Eu sei que há anos ela sobe a mesma rua tão íngreme quanto lhes foram os muitos dos passos da sua história.

Muitas das árvores e das pedras ali sedimentadas já se foram despercebidamente , levadas pela erosão que todo tempo nos traz.

Fazia algum tempo que eu não a via, tempo mais que suficiente para perceber que ela já tenta não se render a ele.

Amparada numa bengala canadense, ela vinha subindo, subindo, ofegantemente subindo entre as suas tantas dores de sempre, tocada por mais algumas, meio sem enxergar o caminho porque contava que a sua lente intraocular recém colocada se negou a continuar enxergando o mundo.

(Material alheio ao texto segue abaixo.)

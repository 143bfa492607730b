//! The capability interface every processing unit implements.
//!
//! A unit is anything that consumes a block of audio plus MIDI and writes
//! audio back in place: a synthesizer, an effect, or a wrapper around an
//! externally hosted plugin. The renderer only ever talks to units through
//! [`ProcessingUnit::configure`] and [`ProcessingUnit::process`].

use super::{AudioBlock, MidiBuffer};
use serde::Serialize;
use thiserror::Error;

/// Errors reported by units and unit hosts.
#[derive(Debug, Error)]
pub enum UnitError {
    /// The host does not know how to load this unit
    #[error("no processing unit available for '{0}'")]
    UnknownUnit(String),
    /// The unit exists but failed to load
    #[error("failed to load processing unit '{path}': {reason}")]
    Load { path: String, reason: String },
    /// The unit does not support this kind of configuration
    #[error("unit does not support {0}")]
    Unsupported(&'static str),
    /// Program index past the unit's program list
    #[error("program {requested} not available (unit has {available})")]
    ProgramOutOfRange { requested: usize, available: usize },
    /// Parameter index past the unit's parameter list
    #[error("parameter {0} does not exist")]
    ParameterOutOfRange(usize),
    /// State blob rejected by the unit
    #[error("invalid state data: {0}")]
    InvalidState(String),
}

/// Processing settings negotiated before rendering starts.
#[derive(Debug, Clone, Copy, PartialEq)]
pub struct ProcessSetup {
    pub sample_rate: f64,
    /// Largest block the unit will be asked to process.
    pub max_block_size: usize,
    pub input_channels: usize,
    pub output_channels: usize,
}

/// A named, normalised or unit-specific parameter value.
#[derive(Debug, Clone, PartialEq, Serialize)]
pub struct ParameterInfo {
    pub index: usize,
    pub name: String,
    pub value: f32,
}

/// Configuration requests, issued before the render loop starts.
#[derive(Debug, Clone, PartialEq)]
pub enum Configure {
    /// Negotiate sample rate, block size and channel layout.
    Prepare(ProcessSetup),
    /// Switch to a built-in program.
    SelectProgram(usize),
    /// Restore a raw state blob.
    LoadState(Vec<u8>),
    /// List the unit's parameters with their current values.
    DescribeParameters,
    /// Set one parameter.
    SetParameter { index: usize, value: f32 },
}

/// Successful replies to [`Configure`] requests.
#[derive(Debug, Clone, PartialEq)]
pub enum Configured {
    Ready,
    Program { name: String },
    Parameters(Vec<ParameterInfo>),
    Parameter(ParameterInfo),
}

/// An opaque audio/MIDI processor.
///
/// `process` is called once per block in chain order. Instruments receive the
/// block's MIDI and a silent block to fill; effects receive an empty MIDI
/// buffer and transform the audio already present.
pub trait ProcessingUnit {
    fn configure(&mut self, request: Configure) -> Result<Configured, UnitError>;

    fn process(&mut self, audio: &mut AudioBlock<'_>, midi: &MidiBuffer);
}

Por alguns segundos tive a impressão de que subia com tanto esforço que parecia mirar para alcançar o céu.

Ela vinha sozinha e encapotada, pálida e acuada, sob o frio da manhã que descia pela colina, a procurar por algum lugar na agenda do serviço de saúde.

Algo bem de longe eu só consegui ouvi-la dizendo:" Obrigada , volto outro dia".

Meio desequilibrada, apalpou o nada do seu entorno e sozinha achou o seu inseparável apoio de mão.

Assim, logo iniciou sua descida pela pirambeira a passos tão lentos que pareciam não querer chegar.

Então, lá embaixo se perdeu na névoa que encobre todos os descasos do tempo.